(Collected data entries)
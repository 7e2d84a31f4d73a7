//! Line-oriented unified diff for write previews.
//!
//! Kept deliberately small: knowledge-base documents are short prose files,
//! so a quadratic longest-common-subsequence pass is plenty.

/// Context lines shown around each change.
const CONTEXT: usize = 3;

enum Edit<'a> {
    Equal(&'a str),
    Remove(&'a str),
    Add(&'a str),
}

/// Unified diff from `old` to `new` with `a/{path}` / `b/{path}` headers.
/// Empty when the texts have identical lines.
pub(crate) fn unified_diff(path: &str, old: &str, new: &str) -> String {
    let old_lines: Vec<&str> = old.lines().collect();
    let new_lines: Vec<&str> = new.lines().collect();
    let edits = edit_script(&old_lines, &new_lines);

    let change_idx: Vec<usize> = edits
        .iter()
        .enumerate()
        .filter(|(_, e)| !matches!(e, Edit::Equal(_)))
        .map(|(i, _)| i)
        .collect();
    if change_idx.is_empty() {
        return String::new();
    }

    // Merge changes whose context windows touch into a single hunk.
    let mut hunks: Vec<(usize, usize)> = Vec::new();
    for &c in &change_idx {
        let start = c.saturating_sub(CONTEXT);
        let end = (c + CONTEXT).min(edits.len() - 1);
        match hunks.last_mut() {
            Some((_, last_end)) if start <= *last_end + 1 => {
                *last_end = (*last_end).max(end);
            },
            _ => hunks.push((start, end)),
        }
    }

    let mut out = vec![format!("--- a/{path}"), format!("+++ b/{path}")];
    for (start, end) in hunks {
        let old_before = count_old(&edits[..start]);
        let new_before = count_new(&edits[..start]);
        let old_count = count_old(&edits[start..=end]);
        let new_count = count_new(&edits[start..=end]);
        let old_start = if old_count == 0 { old_before } else { old_before + 1 };
        let new_start = if new_count == 0 { new_before } else { new_before + 1 };
        out.push(format!(
            "@@ -{} +{} @@",
            range(old_start, old_count),
            range(new_start, new_count)
        ));
        for edit in &edits[start..=end] {
            out.push(match edit {
                Edit::Equal(line) => format!(" {line}"),
                Edit::Remove(line) => format!("-{line}"),
                Edit::Add(line) => format!("+{line}"),
            });
        }
    }
    out.join("\n")
}

fn range(start: usize, count: usize) -> String {
    if count == 1 {
        start.to_string()
    } else {
        format!("{start},{count}")
    }
}

fn count_old(edits: &[Edit<'_>]) -> usize {
    edits
        .iter()
        .filter(|e| matches!(e, Edit::Equal(_) | Edit::Remove(_)))
        .count()
}

fn count_new(edits: &[Edit<'_>]) -> usize {
    edits
        .iter()
        .filter(|e| matches!(e, Edit::Equal(_) | Edit::Add(_)))
        .count()
}

/// Edit script via longest common subsequence, removals before additions.
fn edit_script<'a>(old: &[&'a str], new: &[&'a str]) -> Vec<Edit<'a>> {
    let n = old.len();
    let m = new.len();
    let mut lcs = vec![vec![0usize; m + 1]; n + 1];
    for i in (0..n).rev() {
        for j in (0..m).rev() {
            lcs[i][j] = if old[i] == new[j] {
                lcs[i + 1][j + 1] + 1
            } else {
                lcs[i + 1][j].max(lcs[i][j + 1])
            };
        }
    }

    let mut edits = Vec::with_capacity(n.max(m));
    let (mut i, mut j) = (0, 0);
    while i < n && j < m {
        if old[i] == new[j] {
            edits.push(Edit::Equal(old[i]));
            i += 1;
            j += 1;
        } else if lcs[i + 1][j] >= lcs[i][j + 1] {
            edits.push(Edit::Remove(old[i]));
            i += 1;
        } else {
            edits.push(Edit::Add(new[j]));
            j += 1;
        }
    }
    edits.extend(old[i..].iter().map(|l| Edit::Remove(l)));
    edits.extend(new[j..].iter().map(|l| Edit::Add(l)));
    edits
}

#[cfg(test)]
mod tests {
    use super::*;

    #[test]
    fn test_identical_texts_diff_empty() {
        assert_eq!(unified_diff("kb.md", "a\nb\n", "a\nb\n"), "");
    }

    #[test]
    fn test_new_file_is_all_additions() {
        let diff = unified_diff("kb.md", "", "# KB\n\nfirst note\n");
        assert_eq!(
            diff,
            "--- a/kb.md\n+++ b/kb.md\n@@ -0,0 +1,3 @@\n+# KB\n+\n+first note"
        );
    }

    #[test]
    fn test_single_line_change_keeps_context() {
        let old = "one\ntwo\nthree\nfour\nfive\nsix\nseven\n";
        let new = "one\ntwo\nthree\nFOUR\nfive\nsix\nseven\n";
        let diff = unified_diff("notes.md", old, new);
        assert_eq!(
            diff,
            "--- a/notes.md\n+++ b/notes.md\n\
             @@ -1,7 +1,7 @@\n one\n two\n three\n-four\n+FOUR\n five\n six\n seven"
        );
    }

    #[test]
    fn test_distant_changes_get_separate_hunks() {
        let old: String = (1..=20).map(|i| format!("line {i}\n")).collect();
        let new = old.replace("line 2\n", "LINE 2\n").replace("line 19\n", "LINE 19\n");
        let diff = unified_diff("notes.md", &old, &new);
        assert_eq!(diff.matches("@@").count(), 4);
        assert!(diff.contains("-line 2\n+LINE 2"));
        assert!(diff.contains("-line 19\n+LINE 19"));
    }

    #[test]
    fn test_deletion_only() {
        let diff = unified_diff("kb.md", "keep\ndrop\n", "keep\n");
        assert_eq!(
            diff,
            "--- a/kb.md\n+++ b/kb.md\n@@ -1,2 +1 @@\n keep\n-drop"
        );
    }
}
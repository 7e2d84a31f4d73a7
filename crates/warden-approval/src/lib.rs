//! Warden Approval - the consent gate in front of execution.
//!
//! Nothing in the pipeline executes without a matching approval. This crate
//! owns the [`ApprovalRequest`] records: the gate creates them `pending`,
//! hands out read-only views, resolves them exactly once (first decision
//! wins), and answers [`CommandExplanation`] queries before *and* after
//! resolution.
//!
//! The gate does not execute anything itself — resolving an approval returns
//! a [`Resolution`] that the caller (the kernel) converts into an execution.

#![deny(unsafe_code)]
#![warn(missing_docs)]
#![deny(clippy::all)]
#![warn(unreachable_pub)]

pub mod error;
pub mod gate;
pub mod request;

pub use error::{ApprovalError, ApprovalResult};
pub use gate::{ApprovalGate, CommandExplanation, Resolution};
pub use request::{ApprovalRequest, ApprovalStatus, ApprovalSubject, Decision};
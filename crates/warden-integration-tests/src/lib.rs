//! Integration test crate for Warden.
//!
//! This crate exists solely for integration testing. It is `publish = false`
//! and has no library code — all tests live in `tests/`.

#![deny(unsafe_code)]
#![warn(missing_docs)]
#![deny(clippy::all)]
#![warn(unreachable_pub)]
#![deny(clippy::unwrap_used)]
#![cfg_attr(test, allow(clippy::unwrap_used))]
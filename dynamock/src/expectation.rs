// vim: tw=80
//! Expectations and the fluent builder used to declare them

use fragile::Fragile;
use std::{
    collections::VecDeque,
    mem,
    ops::Range,
    sync::{Arc, Mutex, TryLockError},
};

use crate::{
    lock,
    matcher::{Constraint, Matcher},
    times::{Bound, Times},
    value::{AnyValue, Args, Value},
    verify::Violation,
    MockError,
};

type ReturnFn = dyn FnMut(Args) -> Result<Value, MockError> + Send;
type ReturnOnceFn = dyn FnOnce(Args) -> Result<Value, MockError> + Send;

/// Return functions for expectations
enum Rfunc {
    /// Forward to the real object if there is one, else return `()`
    Default,
    // Indicates that a `return_once` expectation has already returned
    Expired,
    Mut(Box<ReturnFn>),
    Once(Box<ReturnOnceFn>),
}

/// What an expectation did with a call
pub(crate) enum Outcome {
    Done(Result<Value, MockError>),
    /// The handle should forward the call to its real object
    PassThrough(Args),
    /// The return policy is already running further up the stack
    Busy,
}

/// One declared rule for a method.
pub(crate) struct Expectation {
    method: String,
    matcher: Mutex<Matcher>,
    times: Mutex<Times>,
    rfunc: Mutex<Rfunc>,
    history: Mutex<VecDeque<String>>,
    history_limit: usize,
}

impl Expectation {
    pub(crate) fn new(method: &str, history_limit: usize) -> Self {
        Expectation {
            method: method.to_owned(),
            matcher: Mutex::new(Matcher::default()),
            times: Mutex::new(Times::default()),
            rfunc: Mutex::new(Rfunc::Default),
            history: Mutex::new(VecDeque::new()),
            history_limit,
        }
    }

    pub(crate) fn method(&self) -> &str {
        &self.method
    }

    /// `None` if this expectation's matcher is already running, as when a
    /// `withf` closure calls back into its own handle.
    pub(crate) fn matches(&self, args: &Args) -> Option<bool> {
        match self.matcher.try_lock() {
            Ok(m) => Some(m.matches(args)),
            Err(TryLockError::Poisoned(p)) => {
                Some(p.into_inner().matches(args))
            },
            Err(TryLockError::WouldBlock) => None
        }
    }

    pub(crate) fn is_done(&self) -> bool {
        lock(&self.times).is_done()
    }

    pub(crate) fn is_satisfied(&self) -> bool {
        lock(&self.times).is_satisfied()
    }

    pub(crate) fn describe(&self) -> String {
        lock(&self.matcher).describe()
    }

    /// Describe this expectation and why it rejected `args`
    pub(crate) fn explain(&self, args: &Args) -> String {
        let matcher = lock(&self.matcher);
        format!("{}{}: {}", self.method, matcher.describe(),
                matcher.explain(args))
    }

    /// Record a call.  Must be done before `respond`, which consumes the
    /// arguments.
    pub(crate) fn record(&self, args: &Args) -> usize {
        if self.history_limit > 0 {
            let mut history = lock(&self.history);
            if history.len() == self.history_limit {
                history.pop_front();
            }
            history.push_back(args.render());
        }
        lock(&self.times).call()
    }

    /// Take back a call recorded by `record` that was never answered.
    pub(crate) fn unrecord(&self) {
        if self.history_limit > 0 {
            lock(&self.history).pop_back();
        }
        lock(&self.times).uncall();
    }

    /// Run the return policy.  No handle lock may be held, so that the policy
    /// can call back into mocks.
    pub(crate) fn respond(&self, handle: &str, args: Args) -> Outcome {
        let mut rfunc = match self.rfunc.try_lock() {
            Ok(guard) => guard,
            Err(TryLockError::Poisoned(p)) => p.into_inner(),
            Err(TryLockError::WouldBlock) => return Outcome::Busy,
        };
        match &mut *rfunc {
            Rfunc::Default => Outcome::PassThrough(args),
            Rfunc::Expired => Outcome::Done(Err(MockError::Expired {
                handle: handle.to_owned(),
                method: self.method.clone(),
            })),
            Rfunc::Mut(f) => Outcome::Done(f(args)),
            Rfunc::Once(_) => {
                if let Rfunc::Once(f) = mem::replace(&mut *rfunc, Rfunc::Expired)
                {
                    Outcome::Done(f(args))
                } else {
                    unreachable!()
                }
            }
        }
    }

    /// The count violation of this expectation, if any.
    pub(crate) fn violation(&self, handle: &str) -> Option<Violation> {
        let times = lock(&self.times);
        if times.is_satisfied() {
            return None;
        }
        Some(Violation {
            handle: handle.to_owned(),
            method: self.method.clone(),
            constraint: self.describe(),
            expected: times.expected(),
            actual: times.count(),
            recent: lock(&self.history).iter().cloned().collect(),
        })
    }

    fn set_rfunc(&self, rfunc: Rfunc) {
        *lock(&self.rfunc) = rfunc;
    }
}

/// Configures one expectation.  Returned by
/// [`MockHandle::should_receive`](crate::MockHandle::should_receive).
///
/// Every method returns `&mut Self`, so a whole expectation can be declared
/// in one statement.
///
/// # Examples
/// ```
/// # use dynamock::*;
/// let item = MockHandle::new("item");
/// item.should_receive("find")
///     .with(params![1i32])
///     .at_least()
///     .once()
///     .and_return("guitar");
/// assert_eq!(item.call_as::<&str>("find", args![1i32]).unwrap(), "guitar");
/// item.verify().unwrap();
/// ```
pub struct ExpectationBuilder {
    exp: Arc<Expectation>,
    bound: Bound,
}

impl ExpectationBuilder {
    pub(crate) fn new(exp: Arc<Expectation>) -> Self {
        ExpectationBuilder { exp, bound: Bound::Exactly }
    }

    /// Set positional argument constraints, usually built with
    /// [`params!`](crate::params).
    pub fn with(&mut self, params: Vec<Constraint>) -> &mut Self {
        *lock(&self.exp.matcher) = Matcher::Params(params);
        self
    }

    /// Accept any arguments.  This is the default.
    pub fn with_any_args(&mut self) -> &mut Self {
        *lock(&self.exp.matcher) = Matcher::Anything;
        self
    }

    /// Set a matching function for the whole argument list.
    ///
    /// The function may call other mocks.  If it calls back into the method
    /// it is matching, that inner call fails with
    /// [`MockError::Reentrant`].
    pub fn withf<F>(&mut self, f: F) -> &mut Self
        where F: Fn(&Args) -> bool + Send + Sync + 'static
    {
        *lock(&self.exp.matcher) = Matcher::Func(Box::new(f));
        self
    }

    /// Make the next count a minimum: `at_least().once()`
    pub fn at_least(&mut self) -> &mut Self {
        self.bound = Bound::AtLeast;
        self
    }

    /// Make the next count a maximum: `at_most().twice()`
    pub fn at_most(&mut self) -> &mut Self {
        self.bound = Bound::AtMost;
        self
    }

    /// Expect this expectation to be called exactly once.  Shortcut for
    /// [`times(1)`](#method.times).
    pub fn once(&mut self) -> &mut Self {
        self.times(1)
    }

    pub fn twice(&mut self) -> &mut Self {
        self.times(2)
    }

    /// Require this expectation to be called exactly `n` times, or at least
    /// or at most `n` times after [`at_least`](#method.at_least) or
    /// [`at_most`](#method.at_most).
    pub fn times(&mut self, n: usize) -> &mut Self {
        lock(&self.exp.times).set(self.bound, n);
        self.bound = Bound::Exactly;
        self
    }

    /// Forbid this expectation from ever being called
    pub fn never(&mut self) -> &mut Self {
        lock(&self.exp.times).never();
        self
    }

    /// Allow this expectation to be called any number of times
    ///
    /// This behavior is the default, but the method is provided in case the
    /// default behavior changes.
    pub fn times_any(&mut self) -> &mut Self {
        lock(&self.exp.times).any();
        self
    }

    /// Allow this expectation to be called any number of times within a
    /// given half-open range
    pub fn times_range(&mut self, range: Range<usize>) -> &mut Self {
        lock(&self.exp.times).range(range);
        self
    }

    /// Return a constant value, cloned for each call.
    pub fn and_return<T: AnyValue + Clone>(&mut self, t: T) -> &mut Self {
        self.returning(move |_| Ok(Value::new(t.clone())))
    }

    /// Supply a closure that will provide the return value for each call.
    /// It receives the actual arguments, including any trailing callback.
    /// An `Err` is handed to the caller unchanged.
    pub fn returning<F>(&mut self, f: F) -> &mut Self
        where F: FnMut(Args) -> Result<Value, MockError> + Send + 'static
    {
        self.exp.set_rfunc(Rfunc::Mut(Box::new(f)));
        self
    }

    /// Supply an `FnOnce` closure that will provide the return value.  This
    /// is useful for return types that aren't `Clone`.  A second call fails
    /// with [`MockError::Expired`].
    pub fn return_once<F>(&mut self, f: F) -> &mut Self
        where F: FnOnce(Args) -> Result<Value, MockError> + Send + 'static
    {
        self.exp.set_rfunc(Rfunc::Once(Box::new(f)));
        self
    }

    /// Single-threaded version of [`returning`](#method.returning).  Can be
    /// used when the closure isn't `Send`.
    ///
    /// It is a runtime error to call the mock method from a different thread
    /// than the one that originally called this method.
    pub fn returning_st<F>(&mut self, f: F) -> &mut Self
        where F: FnMut(Args) -> Result<Value, MockError> + 'static
    {
        let mut fragile = Fragile::new(f);
        let fmut = move |args: Args| {
            (fragile.get_mut())(args)
        };
        self.exp.set_rfunc(Rfunc::Mut(Box::new(fmut)));
        self
    }

    /// Fail every call with a clone of `e`, simulating a failing
    /// collaborator.
    pub fn and_raise<E>(&mut self, e: E) -> &mut Self
        where E: std::error::Error + Clone + Send + Sync + 'static
    {
        self.returning(move |_| Err(MockError::user(e.clone())))
    }

    /// Forward matching calls to the real object of a partial mock.  This is
    /// the default for partial mocks; pure mocks return `()` instead.
    pub fn pass_through(&mut self) -> &mut Self {
        self.exp.set_rfunc(Rfunc::Default);
        self
    }
}
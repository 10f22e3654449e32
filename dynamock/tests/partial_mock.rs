// vim: tw=80
//! A partial mock forwards every method without an expectation to the real
//! object it wraps.
#![deny(warnings)]

use std::collections::HashMap;

use dynamock::*;
use pretty_assertions::assert_eq;

#[derive(Default)]
struct Inventory {
    stock: HashMap<String, u32>,
}

#[dispatch]
impl Inventory {
    fn stock_of(&self, item: &str) -> u32 {
        self.stock.get(item).copied().unwrap_or(0)
    }

    fn receive(&mut self, item: &str, n: u32) -> u32 {
        let count = self.stock.entry(item.to_owned()).or_default();
        *count += n;
        *count
    }

    fn remove(&mut self, item: &str, n: u32) -> Result<u32, String> {
        let count = self.stock.entry(item.to_owned()).or_default();
        if *count < n {
            return Err(format!("only {count} {item} in stock"));
        }
        *count -= n;
        Ok(*count)
    }
}

fn stocked() -> Inventory {
    let mut inv = Inventory::default();
    inv.receive("guitar", 3);
    inv
}

#[test]
fn undeclared_methods_pass_through() {
    let inv = MockHandle::partial("inventory", stocked());
    assert!(inv.is_partial());
    let n = inv.call_as::<u32>("stock_of", args![String::from("guitar")])
        .unwrap();
    assert_eq!(n, 3);
    let r = inv.call_as::<Result<u32, String>>("remove",
        args![String::from("guitar"), 5u32]).unwrap();
    assert_eq!(r, Err(String::from("only 3 guitar in stock")));
}

#[test]
fn declared_methods_are_mocked() {
    let scope = Scope::new();
    let inv = scope.partial("inventory", stocked());
    inv.should_receive("stock_of").with(params!["guitar"]).once()
        .and_return(0u32);
    let n = inv.call_as::<u32>("stock_of", args![String::from("guitar")])
        .unwrap();
    assert_eq!(n, 0);
    // The real object was not touched
    inv.should_receive("receive").pass_through();
    let n = inv.call_as::<u32>("receive", args![String::from("guitar"), 1u32])
        .unwrap();
    assert_eq!(n, 4);
    scope.teardown().unwrap();
}

#[test]
fn expectation_without_policy_forwards() {
    let inv = MockHandle::partial("inventory", stocked());
    inv.should_receive("receive").once();
    let n = inv.call_as::<u32>("receive", args![String::from("amp"), 2u32])
        .unwrap();
    assert_eq!(n, 2);
    inv.verify().unwrap();
}

#[test]
fn pass_through_result_is_unchanged() {
    let mut real = stocked();
    let inv = MockHandle::partial("inventory", stocked());
    for (item, n) in [("guitar", 1u32), ("guitar", 5), ("amp", 0)] {
        let expected = real.remove(item, n);
        let actual = inv.call_as::<Result<u32, String>>("remove",
            args![item.to_owned(), n]).unwrap();
        assert_eq!(actual, expected);
    }
}

#[test]
fn declared_method_with_other_arguments_is_not_forwarded() {
    let inv = MockHandle::partial("inventory", stocked());
    inv.should_receive("stock_of").with(params!["guitar"]).and_return(0u32);
    let e = inv.call("stock_of", args![String::from("amp")]).unwrap_err();
    assert!(matches!(e, MockError::NoMatchingExpectation{..}));
}

#[test]
fn unknown_method() {
    let inv = MockHandle::partial("inventory", stocked());
    let e = inv.call("restock", args![]).unwrap_err();
    assert!(matches!(e, MockError::UnexpectedCall{..}));
}

#[test]
fn wrong_arity() {
    let inv = MockHandle::partial("inventory", stocked());
    let e = inv.call("stock_of", args![]).unwrap_err();
    assert_eq!(e.to_string(),
        "stock_of: expected 1 argument(s), got 0");
}

#[test]
fn wrong_argument_type() {
    let inv = MockHandle::partial("inventory", stocked());
    let e = inv.call("receive", args![String::from("amp"), 2i32])
        .unwrap_err();
    assert_eq!(e.to_string(),
        "receive: argument 1 should be u32 but is i32");
}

**PROBLEM REQUIREMENTS:**
Transcribe, exactly and without additions, the lines of the records above, beginning with the line that contains "where F: FnOnce(Args)" and ending with the line that contains "simulating a failing", both included.

**RESULT OF THE TASK:**
        where F: FnOnce(Args) -> Result<Value, MockError> + Send + 'static
    {
        self.exp.set_rfunc(Rfunc::Once(Box::new(f)));
        self
    }

    /// Single-threaded version of [`returning`](#method.returning).  Can be
    /// used when the closure isn't `Send`.
    ///
    /// It is a runtime error to call the mock method from a different thread
    /// than the one that originally called this method.
    pub fn returning_st<F>(&mut self, f: F) -> &mut Self
        where F: FnMut(Args) -> Result<Value, MockError> + 'static
    {
        let mut fragile = Fragile::new(f);
        let fmut = move |args: Args| {
            (fragile.get_mut())(args)
        };
        self.exp.set_rfunc(Rfunc::Mut(Box::new(fmut)));
        self
    }

    /// Fail every call with a clone of `e`, simulating a failing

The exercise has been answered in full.